Ajay- How do you convince named and experienced VC’s Sequia Capital to invest in a start-up ( eg I could do with some server costs coming financing)
[TA]- You need to convince Sequoia of three things. (a) that the market you’re going after is very large (in the billions of dollars, if you’re successful). (b) that your team is the best set of people that could ever come together to solve the particular problem you’re trying to solve. And (c) that the technology you’ve developed gives you an “unfair advantage” over incumbents or new market entrants. Most importantly, you have to smile a lot! J
Tasso (Tassos) Argyros is the CTO and co-founder of Aster Data Systems, where he is responsible for all product and engineering operations of the company. Tasso was recently recognized as one ofBusinessWeek’s Best Young Tech Entrepreneurs for 2009 and was an SAP fellow at the Stanford Computer Science department. Prior to Aster, Tasso was pursuing a Ph.D. in the Stanford Distributed Systems Group with a focus on designing cluster architectures for fast, parallel data processing using large farms of commodity servers. He holds an MsC in Computer Science from Stanford University and a Diploma in Computer and Electrical Engineering from Technical University of Athens.
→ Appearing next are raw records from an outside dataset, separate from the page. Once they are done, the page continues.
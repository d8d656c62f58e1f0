//! Focused unit tests covering score CLI configuration and signal loading.

use super::helpers::{GAMER_SIGNALS, SMALL_CATALOG, Workspace};
use super::*;
use camino::Utf8PathBuf;
use crate::score::{ScoreArgs, ScoreConfig, config_from_layers_for_test, load_signals, write_score};
use distrofit_core::{ExperienceLevel, FitCategory, ScoreResult};
use distrofit_scorer::{DEFAULT_REFERENCE_POPULARITY, MatchWeights};
use rstest::rstest;

fn config_for(signals_path: Utf8PathBuf) -> ScoreConfig {
    ScoreConfig {
        signals_path,
        catalog: None,
        weights: MatchWeights::default(),
        diagnostics: false,
    }
}

#[rstest]
fn converting_without_signals_errors() {
    let err = ScoreConfig::try_from(ScoreArgs::default()).expect_err("missing signals");
    match err {
        CliError::MissingArgument { field, env } => {
            assert_eq!(field, ARG_SIGNALS);
            assert_eq!(env, ENV_SIGNALS);
        }
        other => panic!("expected MissingArgument, found {other:?}"),
    }
}

#[rstest]
fn overrides_replace_default_weights() {
    let args = ScoreArgs {
        signals_path: Some(Utf8PathBuf::from("signals.json")),
        senior_popularity_floor: Some(250),
        diagnostics: true,
        ..ScoreArgs::default()
    };
    let config = ScoreConfig::try_from(args).expect("config should build");
    assert_eq!(config.weights.senior_popularity_floor, 250);
    assert_eq!(
        config.weights.reference_popularity,
        DEFAULT_REFERENCE_POPULARITY
    );
    assert!(config.diagnostics);
}

#[rstest]
fn validate_sources_reports_missing_signals() {
    let workspace = Workspace::new();
    let config = config_for(workspace.path("absent.json"));
    let err = config.validate_sources().expect_err("expected failure");
    match err {
        CliError::MissingSourceFile { field, .. } => assert_eq!(field, ARG_SIGNALS),
        other => panic!("expected MissingSourceFile, found {other:?}"),
    }
}

#[rstest]
fn validate_sources_reports_directories() {
    let workspace = Workspace::new();
    let signals = workspace.write("signals.json", "{}");
    let catalog_dir = workspace.path("catalog.d");
    std::fs::create_dir(catalog_dir.as_std_path()).expect("catalog directory");
    let config = ScoreConfig {
        catalog: Some(catalog_dir),
        ..config_for(signals)
    };
    let err = config.validate_sources().expect_err("expected failure");
    match err {
        CliError::SourcePathNotFile { field, .. } => assert_eq!(field, ARG_CATALOG),
        other => panic!("expected SourcePathNotFile, found {other:?}"),
    }
}

#[rstest]
fn load_signals_accepts_partial_documents() {
    let workspace = Workspace::new();
    let path = workspace.write("signals.json", r#"{"experience_level": "senior"}"#);
    let signals = load_signals(&path).expect("signals should load");
    assert_eq!(signals.experience_level, ExperienceLevel::Senior);
    assert!(signals.keywords.is_empty());
}

#[rstest]
fn load_signals_reports_invalid_json() {
    let workspace = Workspace::new();
    let path = workspace.write("signals.json", "{ not json");
    let err = load_signals(&path).expect_err("invalid JSON should fail");
    match err {
        CliError::ParseSignals { path: reported, .. } => assert_eq!(reported, path),
        other => panic!("expected ParseSignals, found {other:?}"),
    }
}

#[rstest]
fn write_score_prints_a_score_result() {
    let workspace = Workspace::new();
    let signals = workspace.write("signals.json", GAMER_SIGNALS);
    let catalog = workspace.write("catalog.json", SMALL_CATALOG);
    let config = ScoreConfig {
        catalog: Some(catalog),
        ..config_for(signals)
    };
    let mut buffer = Vec::new();
    write_score(&config, &mut buffer).expect("score should succeed");
    let output = String::from_utf8(buffer).expect("stdout utf-8");
    let result: ScoreResult = serde_json::from_str(&output).expect("output should be a result");
    assert_eq!(result.recommendation.id, "speedy");
    assert!(result.score <= 100);
    assert_ne!(result.category, FitCategory::None);
}

#[rstest]
fn write_score_prints_diagnostics() {
    let workspace = Workspace::new();
    let signals = workspace.write("signals.json", GAMER_SIGNALS);
    let config = ScoreConfig {
        diagnostics: true,
        ..config_for(signals)
    };
    let mut buffer = Vec::new();
    write_score(&config, &mut buffer).expect("score should succeed");
    let output: serde_json::Value =
        serde_json::from_slice(&buffer).expect("output should be JSON");
    assert!(output.get("vector").is_some());
    assert!(output.get("contributions").is_some());
    assert!(output.get("match").is_some());
    assert!(output.get("result").is_some());
}

#[rstest]
fn write_score_rejects_zero_reference_popularity() {
    let workspace = Workspace::new();
    let signals = workspace.write("signals.json", "{}");
    let config = ScoreConfig {
        weights: MatchWeights {
            reference_popularity: 0,
            ..MatchWeights::default()
        },
        ..config_for(signals)
    };
    let err = write_score(&config, &mut Vec::new()).expect_err("weights should be rejected");
    assert!(matches!(err, CliError::InvalidWeights(_)));
}

#[rstest]
fn merge_layers_maps_configuration_errors() {
    use ortho_config::MergeComposer;
    use serde_json::json;

    let mut composer = MergeComposer::new();
    composer.push_cli(json!({ "signals_path": 42 }));

    let err = config_from_layers_for_test(composer.layers())
        .expect_err("invalid config layer should map to CliError::Configuration");
    match err {
        CliError::Configuration(_) => {}
        other => panic!("expected CliError::Configuration, found {other:?}"),
    }
}

#[rstest]
fn merge_layers_honours_precedence() {
    use ortho_config::MergeComposer;
    use serde_json::json;

    let mut composer = MergeComposer::new();
    composer.push_file(
        json!({
            "signals_path": "from-file.json",
            "senior_popularity_floor": 100,
            "reference_popularity": 4000,
        }),
        None,
    );
    composer.push_environment(json!({
        "signals_path": "from-env.json",
        "senior_popularity_floor": 200,
    }));
    composer.push_cli(json!({
        "senior_popularity_floor": 300,
    }));

    let config =
        config_from_layers_for_test(composer.layers()).expect("merged config should build");
    assert_eq!(config.signals_path, Utf8PathBuf::from("from-env.json"));
    assert_eq!(config.weights.senior_popularity_floor, 300);
    assert_eq!(config.weights.reference_popularity, 4000);
    assert!(!config.diagnostics);
}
Aster Data Systems is a proven leader in high-performance database systems for data warehousing and analytics – the first DBMS to tightly integrate SQL with MapReduce – providing deep insights on data analyzed on clusters of low-cost commodity hardware.
The Aster nCluster database cost-effectively powers frontline analytic applications for companies such as MySpace, aCerno (an Akamai company), and ShareThis. Running on low-cost off-the-shelf hardware, and providing ‘hands-free’ administration, Aster enables enterprises to meet their data warehousing needs within their budget.
Aster is headquartered in San Carlos, California and is backed by Sequoia Capital, JAFCO Ventures, IVP, Cambrian Ventures, and First-Round Capital, as well as industry visionaries including David Cheriton, Rajeev Motwani and Ron Conway.